> **The data**:
┌──
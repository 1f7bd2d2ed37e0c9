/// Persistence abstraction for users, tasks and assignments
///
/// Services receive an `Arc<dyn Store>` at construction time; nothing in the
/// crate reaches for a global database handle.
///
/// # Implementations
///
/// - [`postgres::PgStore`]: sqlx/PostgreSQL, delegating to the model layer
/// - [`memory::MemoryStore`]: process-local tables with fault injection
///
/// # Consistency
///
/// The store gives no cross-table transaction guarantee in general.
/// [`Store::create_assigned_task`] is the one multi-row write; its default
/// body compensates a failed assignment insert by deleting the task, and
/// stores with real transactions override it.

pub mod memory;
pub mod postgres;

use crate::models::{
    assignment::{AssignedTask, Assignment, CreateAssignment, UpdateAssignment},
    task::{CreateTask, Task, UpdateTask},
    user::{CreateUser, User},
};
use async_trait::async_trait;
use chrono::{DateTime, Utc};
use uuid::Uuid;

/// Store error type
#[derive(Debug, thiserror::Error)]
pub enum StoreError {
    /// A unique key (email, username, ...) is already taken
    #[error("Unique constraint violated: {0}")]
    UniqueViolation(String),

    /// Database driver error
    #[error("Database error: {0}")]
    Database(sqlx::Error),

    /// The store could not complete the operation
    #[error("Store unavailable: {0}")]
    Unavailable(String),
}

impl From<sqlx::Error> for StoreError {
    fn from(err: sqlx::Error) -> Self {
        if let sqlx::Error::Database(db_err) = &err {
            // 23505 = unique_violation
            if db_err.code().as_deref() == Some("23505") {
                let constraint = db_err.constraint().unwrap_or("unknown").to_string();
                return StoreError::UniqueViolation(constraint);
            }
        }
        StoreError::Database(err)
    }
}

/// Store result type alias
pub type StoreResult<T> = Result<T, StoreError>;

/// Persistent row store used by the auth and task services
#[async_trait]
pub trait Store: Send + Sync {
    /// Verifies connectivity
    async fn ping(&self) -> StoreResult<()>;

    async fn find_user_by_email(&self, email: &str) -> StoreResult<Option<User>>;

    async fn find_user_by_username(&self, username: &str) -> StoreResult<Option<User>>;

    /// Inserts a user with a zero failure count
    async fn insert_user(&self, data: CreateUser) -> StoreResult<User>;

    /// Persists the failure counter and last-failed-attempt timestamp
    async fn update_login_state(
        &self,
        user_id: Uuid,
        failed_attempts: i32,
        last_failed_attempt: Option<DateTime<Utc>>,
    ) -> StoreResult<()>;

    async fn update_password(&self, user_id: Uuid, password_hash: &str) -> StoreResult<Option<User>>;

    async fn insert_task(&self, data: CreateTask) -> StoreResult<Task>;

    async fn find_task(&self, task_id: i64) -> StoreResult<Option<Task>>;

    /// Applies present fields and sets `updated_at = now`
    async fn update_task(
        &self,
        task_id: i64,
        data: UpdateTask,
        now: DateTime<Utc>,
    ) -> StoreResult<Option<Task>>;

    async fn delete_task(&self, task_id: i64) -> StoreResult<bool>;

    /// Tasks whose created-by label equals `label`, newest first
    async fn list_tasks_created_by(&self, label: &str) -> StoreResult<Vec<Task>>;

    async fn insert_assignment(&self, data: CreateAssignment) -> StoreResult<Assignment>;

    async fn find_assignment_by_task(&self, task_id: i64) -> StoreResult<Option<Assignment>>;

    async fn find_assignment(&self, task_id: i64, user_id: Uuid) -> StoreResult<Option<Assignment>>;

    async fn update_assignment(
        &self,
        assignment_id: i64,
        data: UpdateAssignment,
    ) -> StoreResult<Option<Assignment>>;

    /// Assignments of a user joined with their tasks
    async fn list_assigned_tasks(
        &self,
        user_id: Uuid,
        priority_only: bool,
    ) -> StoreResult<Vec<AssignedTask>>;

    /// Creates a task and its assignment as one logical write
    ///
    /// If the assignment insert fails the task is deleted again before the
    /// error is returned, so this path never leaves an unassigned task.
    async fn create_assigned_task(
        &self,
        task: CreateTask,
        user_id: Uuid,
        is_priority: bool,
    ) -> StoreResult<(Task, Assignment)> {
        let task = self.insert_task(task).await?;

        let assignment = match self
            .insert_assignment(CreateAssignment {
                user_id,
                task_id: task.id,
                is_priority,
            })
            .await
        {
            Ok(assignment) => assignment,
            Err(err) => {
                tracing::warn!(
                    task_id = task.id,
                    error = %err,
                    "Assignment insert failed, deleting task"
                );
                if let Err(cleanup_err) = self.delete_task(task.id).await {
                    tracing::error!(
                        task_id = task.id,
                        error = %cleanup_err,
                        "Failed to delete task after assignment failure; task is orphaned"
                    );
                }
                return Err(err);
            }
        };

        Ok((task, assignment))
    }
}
└──
> **Exercise aim**: Extract exactly and only the lines above from the line containing "again before the" through the line containing "let assignment = match self", both end lines included.

> **Written response**:
    /// If the assignment insert fails the task is deleted again before the
    /// error is returned, so this path never leaves an unassigned task.
    async fn create_assigned_task(
        &self,
        task: CreateTask,
        user_id: Uuid,
        is_priority: bool,
    ) -> StoreResult<(Task, Assignment)> {
        let task = self.insert_task(task).await?;

        let assignment = match self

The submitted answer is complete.